Given data >>
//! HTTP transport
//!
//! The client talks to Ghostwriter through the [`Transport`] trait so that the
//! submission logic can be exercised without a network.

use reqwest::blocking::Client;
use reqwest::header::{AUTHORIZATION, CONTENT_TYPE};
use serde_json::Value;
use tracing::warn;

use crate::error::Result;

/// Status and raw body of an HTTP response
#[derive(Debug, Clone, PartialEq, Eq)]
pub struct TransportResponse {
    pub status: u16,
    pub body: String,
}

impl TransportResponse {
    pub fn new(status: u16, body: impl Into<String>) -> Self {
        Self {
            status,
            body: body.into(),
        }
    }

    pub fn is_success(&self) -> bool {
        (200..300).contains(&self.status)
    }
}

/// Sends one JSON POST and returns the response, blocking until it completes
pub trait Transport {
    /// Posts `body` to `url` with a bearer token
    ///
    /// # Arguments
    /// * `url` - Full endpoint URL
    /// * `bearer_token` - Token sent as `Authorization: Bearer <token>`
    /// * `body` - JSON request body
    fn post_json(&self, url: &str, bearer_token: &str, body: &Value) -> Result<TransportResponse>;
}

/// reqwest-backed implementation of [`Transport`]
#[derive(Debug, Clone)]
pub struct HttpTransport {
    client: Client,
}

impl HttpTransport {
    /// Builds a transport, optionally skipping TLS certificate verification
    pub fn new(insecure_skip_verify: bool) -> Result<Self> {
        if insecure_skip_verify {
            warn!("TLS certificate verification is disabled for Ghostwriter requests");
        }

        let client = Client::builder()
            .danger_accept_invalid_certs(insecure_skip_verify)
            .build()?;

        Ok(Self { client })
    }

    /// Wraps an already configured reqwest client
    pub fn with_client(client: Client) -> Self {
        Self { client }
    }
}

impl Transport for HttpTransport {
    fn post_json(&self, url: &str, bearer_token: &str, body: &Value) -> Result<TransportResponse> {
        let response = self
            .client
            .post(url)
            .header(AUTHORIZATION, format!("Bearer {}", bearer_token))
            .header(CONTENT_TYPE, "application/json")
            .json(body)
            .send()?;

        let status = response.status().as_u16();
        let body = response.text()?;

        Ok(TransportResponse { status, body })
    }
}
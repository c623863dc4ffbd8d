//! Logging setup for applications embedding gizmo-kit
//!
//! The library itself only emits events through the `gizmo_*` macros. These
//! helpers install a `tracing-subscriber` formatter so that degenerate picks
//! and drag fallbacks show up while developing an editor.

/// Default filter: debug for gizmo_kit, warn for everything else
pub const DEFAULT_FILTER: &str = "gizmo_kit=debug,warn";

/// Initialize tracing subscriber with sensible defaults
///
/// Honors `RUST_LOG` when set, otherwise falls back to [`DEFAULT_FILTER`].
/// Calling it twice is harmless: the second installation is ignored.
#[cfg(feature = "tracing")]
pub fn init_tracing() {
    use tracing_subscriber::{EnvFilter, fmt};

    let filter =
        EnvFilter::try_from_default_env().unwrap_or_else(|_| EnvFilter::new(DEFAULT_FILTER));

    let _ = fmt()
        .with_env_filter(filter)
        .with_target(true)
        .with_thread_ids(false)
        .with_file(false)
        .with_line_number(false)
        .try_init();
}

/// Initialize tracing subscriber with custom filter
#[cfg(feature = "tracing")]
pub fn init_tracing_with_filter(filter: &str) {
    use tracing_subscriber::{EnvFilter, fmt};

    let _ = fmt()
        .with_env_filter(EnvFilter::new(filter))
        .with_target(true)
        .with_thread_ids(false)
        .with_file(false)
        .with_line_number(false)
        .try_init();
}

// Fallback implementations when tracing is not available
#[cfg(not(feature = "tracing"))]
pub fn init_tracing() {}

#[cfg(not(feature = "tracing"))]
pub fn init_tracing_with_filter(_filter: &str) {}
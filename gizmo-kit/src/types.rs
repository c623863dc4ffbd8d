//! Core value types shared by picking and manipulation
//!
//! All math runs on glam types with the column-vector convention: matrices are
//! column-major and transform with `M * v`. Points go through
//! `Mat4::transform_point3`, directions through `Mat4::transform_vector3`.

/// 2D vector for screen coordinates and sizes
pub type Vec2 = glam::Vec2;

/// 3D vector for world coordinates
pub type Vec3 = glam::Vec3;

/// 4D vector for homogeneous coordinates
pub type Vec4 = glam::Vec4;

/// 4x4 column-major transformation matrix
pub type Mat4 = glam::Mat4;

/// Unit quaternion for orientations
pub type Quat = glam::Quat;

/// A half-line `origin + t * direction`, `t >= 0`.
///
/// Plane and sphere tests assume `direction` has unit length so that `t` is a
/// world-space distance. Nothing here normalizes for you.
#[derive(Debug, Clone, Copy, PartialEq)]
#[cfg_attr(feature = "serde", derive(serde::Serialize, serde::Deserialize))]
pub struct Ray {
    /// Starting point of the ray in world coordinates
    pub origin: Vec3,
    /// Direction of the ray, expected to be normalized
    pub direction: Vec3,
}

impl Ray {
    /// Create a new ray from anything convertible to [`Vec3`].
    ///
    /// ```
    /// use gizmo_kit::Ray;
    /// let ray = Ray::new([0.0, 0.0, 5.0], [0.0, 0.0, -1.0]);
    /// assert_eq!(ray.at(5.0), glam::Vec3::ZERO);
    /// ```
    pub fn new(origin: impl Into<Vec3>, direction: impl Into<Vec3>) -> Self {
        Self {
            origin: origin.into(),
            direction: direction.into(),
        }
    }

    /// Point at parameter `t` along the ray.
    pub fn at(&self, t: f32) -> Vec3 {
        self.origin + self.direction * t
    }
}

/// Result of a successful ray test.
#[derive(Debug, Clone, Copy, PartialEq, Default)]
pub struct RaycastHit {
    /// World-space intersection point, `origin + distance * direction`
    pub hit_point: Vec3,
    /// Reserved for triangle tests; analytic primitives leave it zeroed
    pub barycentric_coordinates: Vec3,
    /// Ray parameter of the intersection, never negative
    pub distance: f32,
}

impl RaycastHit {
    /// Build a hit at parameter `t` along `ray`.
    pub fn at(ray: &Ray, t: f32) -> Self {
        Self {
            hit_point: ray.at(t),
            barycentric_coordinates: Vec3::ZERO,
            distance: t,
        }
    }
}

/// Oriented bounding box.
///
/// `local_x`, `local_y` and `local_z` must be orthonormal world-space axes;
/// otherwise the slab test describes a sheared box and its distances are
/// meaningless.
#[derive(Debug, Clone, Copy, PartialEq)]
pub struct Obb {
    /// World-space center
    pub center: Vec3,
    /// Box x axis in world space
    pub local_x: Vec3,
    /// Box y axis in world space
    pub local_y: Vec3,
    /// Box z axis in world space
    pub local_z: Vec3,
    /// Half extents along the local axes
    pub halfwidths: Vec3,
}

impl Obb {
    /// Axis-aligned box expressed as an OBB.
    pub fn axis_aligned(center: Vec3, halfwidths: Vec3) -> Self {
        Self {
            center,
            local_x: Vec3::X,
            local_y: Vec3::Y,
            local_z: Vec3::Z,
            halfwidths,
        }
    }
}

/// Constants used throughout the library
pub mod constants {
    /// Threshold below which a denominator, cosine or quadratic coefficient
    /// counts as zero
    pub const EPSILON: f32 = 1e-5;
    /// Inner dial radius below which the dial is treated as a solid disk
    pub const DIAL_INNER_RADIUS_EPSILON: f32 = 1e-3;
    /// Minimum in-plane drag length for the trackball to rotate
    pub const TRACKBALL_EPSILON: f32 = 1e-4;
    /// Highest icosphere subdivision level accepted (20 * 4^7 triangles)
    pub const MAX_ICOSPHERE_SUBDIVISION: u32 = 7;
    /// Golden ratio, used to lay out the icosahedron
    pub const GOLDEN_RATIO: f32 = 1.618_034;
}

Your assignment >>
Reproduce exactly every line that sits between the start of the entries and the line bearing "let client = Client::builder()", counting both of those lines.

Task output >>
//! HTTP transport
//!
//! The client talks to Ghostwriter through the [`Transport`] trait so that the
//! submission logic can be exercised without a network.

use reqwest::blocking::Client;
use reqwest::header::{AUTHORIZATION, CONTENT_TYPE};
use serde_json::Value;
use tracing::warn;

use crate::error::Result;

/// Status and raw body of an HTTP response
#[derive(Debug, Clone, PartialEq, Eq)]
pub struct TransportResponse {
    pub status: u16,
    pub body: String,
}

impl TransportResponse {
    pub fn new(status: u16, body: impl Into<String>) -> Self {
        Self {
            status,
            body: body.into(),
        }
    }

    pub fn is_success(&self) -> bool {
        (200..300).contains(&self.status)
    }
}

/// Sends one JSON POST and returns the response, blocking until it completes
pub trait Transport {
    /// Posts `body` to `url` with a bearer token
    ///
    /// # Arguments
    /// * `url` - Full endpoint URL
    /// * `bearer_token` - Token sent as `Authorization: Bearer <token>`
    /// * `body` - JSON request body
    fn post_json(&self, url: &str, bearer_token: &str, body: &Value) -> Result<TransportResponse>;
}

/// reqwest-backed implementation of [`Transport`]
#[derive(Debug, Clone)]
pub struct HttpTransport {
    client: Client,
}

impl HttpTransport {
    /// Builds a transport, optionally skipping TLS certificate verification
    pub fn new(insecure_skip_verify: bool) -> Result<Self> {
        if insecure_skip_verify {
            warn!("TLS certificate verification is disabled for Ghostwriter requests");
        }

        let client = Client::builder()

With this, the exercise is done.